> [Problem description]:
The lines to be copied are those below that contain "headers".

Data items
------
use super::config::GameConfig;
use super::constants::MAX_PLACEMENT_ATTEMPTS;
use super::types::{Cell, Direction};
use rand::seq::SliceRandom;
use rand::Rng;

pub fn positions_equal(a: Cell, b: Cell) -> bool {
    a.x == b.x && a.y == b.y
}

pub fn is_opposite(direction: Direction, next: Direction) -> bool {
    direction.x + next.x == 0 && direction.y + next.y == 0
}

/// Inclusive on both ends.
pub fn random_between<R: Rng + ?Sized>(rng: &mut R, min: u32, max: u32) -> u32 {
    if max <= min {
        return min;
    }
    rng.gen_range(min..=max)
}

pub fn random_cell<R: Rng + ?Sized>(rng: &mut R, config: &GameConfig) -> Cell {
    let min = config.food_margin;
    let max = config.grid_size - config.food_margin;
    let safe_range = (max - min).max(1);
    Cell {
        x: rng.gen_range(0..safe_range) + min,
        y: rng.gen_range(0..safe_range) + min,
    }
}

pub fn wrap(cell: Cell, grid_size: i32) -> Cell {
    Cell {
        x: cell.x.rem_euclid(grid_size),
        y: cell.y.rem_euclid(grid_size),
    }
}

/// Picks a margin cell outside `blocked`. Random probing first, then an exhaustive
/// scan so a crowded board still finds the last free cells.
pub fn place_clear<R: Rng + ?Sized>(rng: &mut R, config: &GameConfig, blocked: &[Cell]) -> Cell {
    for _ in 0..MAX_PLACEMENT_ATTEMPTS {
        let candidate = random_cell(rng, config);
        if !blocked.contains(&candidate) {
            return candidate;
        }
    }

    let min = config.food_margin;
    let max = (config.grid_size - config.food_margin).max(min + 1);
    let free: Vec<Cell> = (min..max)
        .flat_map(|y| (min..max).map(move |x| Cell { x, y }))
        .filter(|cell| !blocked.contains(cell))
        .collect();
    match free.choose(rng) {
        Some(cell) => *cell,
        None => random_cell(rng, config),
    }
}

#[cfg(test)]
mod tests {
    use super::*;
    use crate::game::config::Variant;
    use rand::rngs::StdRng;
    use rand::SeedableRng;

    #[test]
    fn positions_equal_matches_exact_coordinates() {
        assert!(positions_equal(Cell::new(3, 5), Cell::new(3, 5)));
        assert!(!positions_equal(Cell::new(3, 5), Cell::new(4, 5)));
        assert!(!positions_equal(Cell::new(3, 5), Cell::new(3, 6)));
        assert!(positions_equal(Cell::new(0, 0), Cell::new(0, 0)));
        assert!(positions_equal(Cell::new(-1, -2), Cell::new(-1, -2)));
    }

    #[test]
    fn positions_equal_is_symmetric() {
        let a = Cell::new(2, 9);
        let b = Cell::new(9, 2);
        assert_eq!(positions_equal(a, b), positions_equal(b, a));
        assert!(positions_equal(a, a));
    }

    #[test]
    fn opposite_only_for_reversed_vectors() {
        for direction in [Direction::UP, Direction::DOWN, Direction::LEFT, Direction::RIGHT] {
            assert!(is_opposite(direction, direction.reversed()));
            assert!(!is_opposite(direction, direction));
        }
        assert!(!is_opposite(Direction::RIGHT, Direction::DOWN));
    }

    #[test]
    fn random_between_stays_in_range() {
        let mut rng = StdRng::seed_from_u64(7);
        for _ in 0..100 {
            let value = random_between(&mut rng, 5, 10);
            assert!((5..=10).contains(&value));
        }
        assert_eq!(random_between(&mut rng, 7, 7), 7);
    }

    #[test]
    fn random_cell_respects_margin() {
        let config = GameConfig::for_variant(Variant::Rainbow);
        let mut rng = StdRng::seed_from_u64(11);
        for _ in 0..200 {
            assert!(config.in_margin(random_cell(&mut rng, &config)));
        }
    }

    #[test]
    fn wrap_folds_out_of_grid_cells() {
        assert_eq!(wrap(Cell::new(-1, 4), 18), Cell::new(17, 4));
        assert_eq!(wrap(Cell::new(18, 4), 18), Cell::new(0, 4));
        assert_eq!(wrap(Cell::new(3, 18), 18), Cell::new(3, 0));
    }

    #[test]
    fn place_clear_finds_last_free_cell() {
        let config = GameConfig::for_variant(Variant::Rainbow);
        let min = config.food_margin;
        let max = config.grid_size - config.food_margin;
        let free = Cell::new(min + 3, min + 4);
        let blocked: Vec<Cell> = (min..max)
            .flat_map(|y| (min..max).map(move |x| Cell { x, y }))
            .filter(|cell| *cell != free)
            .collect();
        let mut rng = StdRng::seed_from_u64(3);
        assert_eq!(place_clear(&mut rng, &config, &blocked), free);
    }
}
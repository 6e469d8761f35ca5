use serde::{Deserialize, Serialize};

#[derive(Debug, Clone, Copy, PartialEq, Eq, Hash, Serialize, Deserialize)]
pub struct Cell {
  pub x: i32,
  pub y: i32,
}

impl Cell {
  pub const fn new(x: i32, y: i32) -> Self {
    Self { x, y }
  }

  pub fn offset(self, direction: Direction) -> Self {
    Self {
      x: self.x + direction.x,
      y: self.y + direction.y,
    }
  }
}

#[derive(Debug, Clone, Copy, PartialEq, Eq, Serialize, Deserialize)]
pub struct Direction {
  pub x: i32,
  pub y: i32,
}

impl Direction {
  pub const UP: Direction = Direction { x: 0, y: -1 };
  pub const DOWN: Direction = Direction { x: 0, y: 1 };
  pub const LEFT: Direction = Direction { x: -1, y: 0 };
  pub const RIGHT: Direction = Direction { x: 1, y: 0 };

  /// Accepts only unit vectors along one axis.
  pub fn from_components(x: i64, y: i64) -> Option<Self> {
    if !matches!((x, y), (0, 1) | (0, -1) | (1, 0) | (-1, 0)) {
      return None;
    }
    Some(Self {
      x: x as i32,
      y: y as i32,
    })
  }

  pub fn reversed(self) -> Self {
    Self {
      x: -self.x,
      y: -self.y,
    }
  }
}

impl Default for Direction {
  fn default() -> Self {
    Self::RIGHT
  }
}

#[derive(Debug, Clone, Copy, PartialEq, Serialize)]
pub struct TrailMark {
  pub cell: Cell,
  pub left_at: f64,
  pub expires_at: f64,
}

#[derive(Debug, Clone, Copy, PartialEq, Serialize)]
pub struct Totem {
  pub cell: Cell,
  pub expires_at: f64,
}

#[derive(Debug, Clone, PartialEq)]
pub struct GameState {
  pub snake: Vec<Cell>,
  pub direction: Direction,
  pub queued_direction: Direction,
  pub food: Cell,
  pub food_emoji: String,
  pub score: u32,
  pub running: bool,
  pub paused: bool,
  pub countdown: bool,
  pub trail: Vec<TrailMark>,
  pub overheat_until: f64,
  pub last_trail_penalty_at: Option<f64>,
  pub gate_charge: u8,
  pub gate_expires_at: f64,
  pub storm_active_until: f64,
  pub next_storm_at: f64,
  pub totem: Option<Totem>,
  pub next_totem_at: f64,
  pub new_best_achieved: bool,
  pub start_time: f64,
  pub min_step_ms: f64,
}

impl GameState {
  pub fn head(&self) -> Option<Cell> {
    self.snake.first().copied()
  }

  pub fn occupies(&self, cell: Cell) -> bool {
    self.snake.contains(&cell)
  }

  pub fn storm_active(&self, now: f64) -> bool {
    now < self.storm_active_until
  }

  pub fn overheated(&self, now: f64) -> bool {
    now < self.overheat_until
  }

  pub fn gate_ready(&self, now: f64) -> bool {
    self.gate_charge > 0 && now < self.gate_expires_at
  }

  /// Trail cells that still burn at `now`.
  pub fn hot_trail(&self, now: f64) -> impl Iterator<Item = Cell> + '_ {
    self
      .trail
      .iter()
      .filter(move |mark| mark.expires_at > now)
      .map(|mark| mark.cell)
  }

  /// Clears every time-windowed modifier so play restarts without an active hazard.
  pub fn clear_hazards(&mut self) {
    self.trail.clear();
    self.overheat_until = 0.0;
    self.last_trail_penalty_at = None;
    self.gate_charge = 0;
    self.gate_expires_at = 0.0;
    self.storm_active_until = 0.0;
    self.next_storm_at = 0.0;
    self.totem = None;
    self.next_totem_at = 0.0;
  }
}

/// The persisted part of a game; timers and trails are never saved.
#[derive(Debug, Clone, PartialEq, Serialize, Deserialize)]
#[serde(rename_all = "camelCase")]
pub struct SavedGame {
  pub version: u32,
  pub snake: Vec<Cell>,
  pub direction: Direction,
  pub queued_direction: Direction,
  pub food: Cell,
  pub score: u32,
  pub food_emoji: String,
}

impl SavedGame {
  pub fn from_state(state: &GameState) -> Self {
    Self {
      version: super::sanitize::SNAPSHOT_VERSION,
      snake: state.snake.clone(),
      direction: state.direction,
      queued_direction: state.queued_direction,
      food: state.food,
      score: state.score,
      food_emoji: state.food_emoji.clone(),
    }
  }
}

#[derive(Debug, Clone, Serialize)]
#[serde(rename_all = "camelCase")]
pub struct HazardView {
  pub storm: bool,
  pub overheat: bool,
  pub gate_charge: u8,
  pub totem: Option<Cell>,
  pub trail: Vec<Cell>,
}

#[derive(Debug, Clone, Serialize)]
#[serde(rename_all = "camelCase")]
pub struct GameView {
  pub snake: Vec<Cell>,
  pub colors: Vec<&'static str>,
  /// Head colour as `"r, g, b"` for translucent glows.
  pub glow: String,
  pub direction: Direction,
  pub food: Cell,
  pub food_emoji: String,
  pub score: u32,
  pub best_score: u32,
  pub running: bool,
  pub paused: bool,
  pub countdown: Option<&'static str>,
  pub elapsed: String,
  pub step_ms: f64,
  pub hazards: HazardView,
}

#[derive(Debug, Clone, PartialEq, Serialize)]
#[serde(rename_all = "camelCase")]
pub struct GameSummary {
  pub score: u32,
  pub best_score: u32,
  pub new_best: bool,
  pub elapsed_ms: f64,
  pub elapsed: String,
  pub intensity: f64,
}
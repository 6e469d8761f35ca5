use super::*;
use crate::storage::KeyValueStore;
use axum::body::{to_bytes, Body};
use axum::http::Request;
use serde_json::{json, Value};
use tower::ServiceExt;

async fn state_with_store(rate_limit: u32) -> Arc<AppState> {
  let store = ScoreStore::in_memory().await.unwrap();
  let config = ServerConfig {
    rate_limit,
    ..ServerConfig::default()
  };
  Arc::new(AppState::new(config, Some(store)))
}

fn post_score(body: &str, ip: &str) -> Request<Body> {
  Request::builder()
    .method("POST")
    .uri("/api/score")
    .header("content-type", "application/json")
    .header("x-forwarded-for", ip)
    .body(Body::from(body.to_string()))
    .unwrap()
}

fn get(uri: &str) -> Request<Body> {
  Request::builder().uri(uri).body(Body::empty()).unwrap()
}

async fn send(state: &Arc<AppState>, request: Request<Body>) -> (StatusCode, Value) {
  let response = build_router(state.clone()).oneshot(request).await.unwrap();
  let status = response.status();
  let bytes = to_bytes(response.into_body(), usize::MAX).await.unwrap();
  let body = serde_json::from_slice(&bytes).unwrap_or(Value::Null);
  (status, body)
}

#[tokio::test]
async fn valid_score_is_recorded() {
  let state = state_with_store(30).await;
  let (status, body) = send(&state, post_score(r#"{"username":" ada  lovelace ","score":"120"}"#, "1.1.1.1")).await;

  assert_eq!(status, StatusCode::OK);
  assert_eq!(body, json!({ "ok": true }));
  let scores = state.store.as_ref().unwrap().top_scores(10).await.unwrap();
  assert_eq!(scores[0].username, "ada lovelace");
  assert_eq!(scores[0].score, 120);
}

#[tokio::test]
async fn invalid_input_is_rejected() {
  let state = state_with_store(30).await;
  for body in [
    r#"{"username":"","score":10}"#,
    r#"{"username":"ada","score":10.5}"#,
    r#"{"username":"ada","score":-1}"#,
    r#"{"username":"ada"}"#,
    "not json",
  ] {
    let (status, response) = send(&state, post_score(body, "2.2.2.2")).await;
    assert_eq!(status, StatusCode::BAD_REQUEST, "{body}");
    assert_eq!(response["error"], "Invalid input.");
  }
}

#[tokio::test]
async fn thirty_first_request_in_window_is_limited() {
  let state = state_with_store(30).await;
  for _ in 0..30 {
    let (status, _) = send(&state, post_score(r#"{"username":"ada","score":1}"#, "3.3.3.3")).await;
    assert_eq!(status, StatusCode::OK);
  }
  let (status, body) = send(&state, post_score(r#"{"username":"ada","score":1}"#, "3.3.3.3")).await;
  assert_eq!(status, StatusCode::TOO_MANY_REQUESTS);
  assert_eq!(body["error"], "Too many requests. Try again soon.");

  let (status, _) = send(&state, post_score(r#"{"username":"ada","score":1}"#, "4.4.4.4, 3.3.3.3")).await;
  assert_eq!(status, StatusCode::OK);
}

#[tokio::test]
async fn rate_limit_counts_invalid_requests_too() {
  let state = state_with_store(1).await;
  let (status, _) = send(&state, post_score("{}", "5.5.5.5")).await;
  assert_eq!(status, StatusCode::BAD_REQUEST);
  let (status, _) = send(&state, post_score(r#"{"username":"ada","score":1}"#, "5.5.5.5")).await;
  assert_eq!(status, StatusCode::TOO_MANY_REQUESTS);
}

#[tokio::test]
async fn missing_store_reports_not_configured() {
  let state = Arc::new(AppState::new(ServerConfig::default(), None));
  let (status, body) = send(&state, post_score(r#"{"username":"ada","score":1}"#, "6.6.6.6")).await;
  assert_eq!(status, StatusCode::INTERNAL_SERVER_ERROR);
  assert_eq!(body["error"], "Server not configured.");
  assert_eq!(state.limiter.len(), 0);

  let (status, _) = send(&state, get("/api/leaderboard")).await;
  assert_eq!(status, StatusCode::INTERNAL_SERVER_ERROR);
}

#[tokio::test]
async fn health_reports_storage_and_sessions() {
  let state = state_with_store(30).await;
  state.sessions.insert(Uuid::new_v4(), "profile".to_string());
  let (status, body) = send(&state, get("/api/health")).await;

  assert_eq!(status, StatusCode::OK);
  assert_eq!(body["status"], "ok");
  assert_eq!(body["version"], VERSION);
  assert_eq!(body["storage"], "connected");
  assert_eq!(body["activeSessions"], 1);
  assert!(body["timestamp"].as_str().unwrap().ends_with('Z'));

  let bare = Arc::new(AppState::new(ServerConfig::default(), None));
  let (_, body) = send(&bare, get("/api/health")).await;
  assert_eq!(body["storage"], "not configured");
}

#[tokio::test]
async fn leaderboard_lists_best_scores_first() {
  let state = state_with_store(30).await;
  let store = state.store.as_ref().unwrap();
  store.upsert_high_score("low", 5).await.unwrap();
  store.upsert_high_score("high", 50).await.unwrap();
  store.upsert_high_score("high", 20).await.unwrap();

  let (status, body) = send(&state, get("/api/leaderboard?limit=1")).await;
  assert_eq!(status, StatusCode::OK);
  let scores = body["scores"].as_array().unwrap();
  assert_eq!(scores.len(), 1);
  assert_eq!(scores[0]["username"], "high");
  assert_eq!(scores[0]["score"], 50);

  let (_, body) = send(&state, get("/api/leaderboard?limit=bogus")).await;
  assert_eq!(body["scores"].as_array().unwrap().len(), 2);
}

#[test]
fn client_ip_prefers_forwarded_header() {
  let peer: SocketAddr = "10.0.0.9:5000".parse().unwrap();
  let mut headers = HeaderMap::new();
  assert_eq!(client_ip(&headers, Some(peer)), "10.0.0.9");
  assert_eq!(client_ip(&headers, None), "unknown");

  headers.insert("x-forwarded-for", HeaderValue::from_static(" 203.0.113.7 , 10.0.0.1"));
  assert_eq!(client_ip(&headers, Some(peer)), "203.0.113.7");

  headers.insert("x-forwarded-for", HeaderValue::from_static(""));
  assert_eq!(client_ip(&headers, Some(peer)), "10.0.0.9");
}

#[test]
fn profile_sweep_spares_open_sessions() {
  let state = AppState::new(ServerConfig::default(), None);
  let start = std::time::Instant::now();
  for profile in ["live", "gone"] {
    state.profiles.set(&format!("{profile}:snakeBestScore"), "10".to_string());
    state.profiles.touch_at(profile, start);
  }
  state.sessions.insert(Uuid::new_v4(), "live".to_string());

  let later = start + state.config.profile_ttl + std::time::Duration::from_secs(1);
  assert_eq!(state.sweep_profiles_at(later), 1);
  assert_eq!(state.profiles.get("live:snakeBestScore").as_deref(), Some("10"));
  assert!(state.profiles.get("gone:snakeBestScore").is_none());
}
------
> [Exercise solution]:
  let mut headers = HeaderMap::new();
  assert_eq!(client_ip(&headers, Some(peer)), "10.0.0.9");
  assert_eq!(client_ip(&headers, None), "unknown");
  headers.insert("x-forwarded-for", HeaderValue::from_static(" 203.0.113.7 , 10.0.0.1"));
  assert_eq!(client_ip(&headers, Some(peer)), "203.0.113.7");
  headers.insert("x-forwarded-for", HeaderValue::from_static(""));
  assert_eq!(client_ip(&headers, Some(peer)), "10.0.0.9");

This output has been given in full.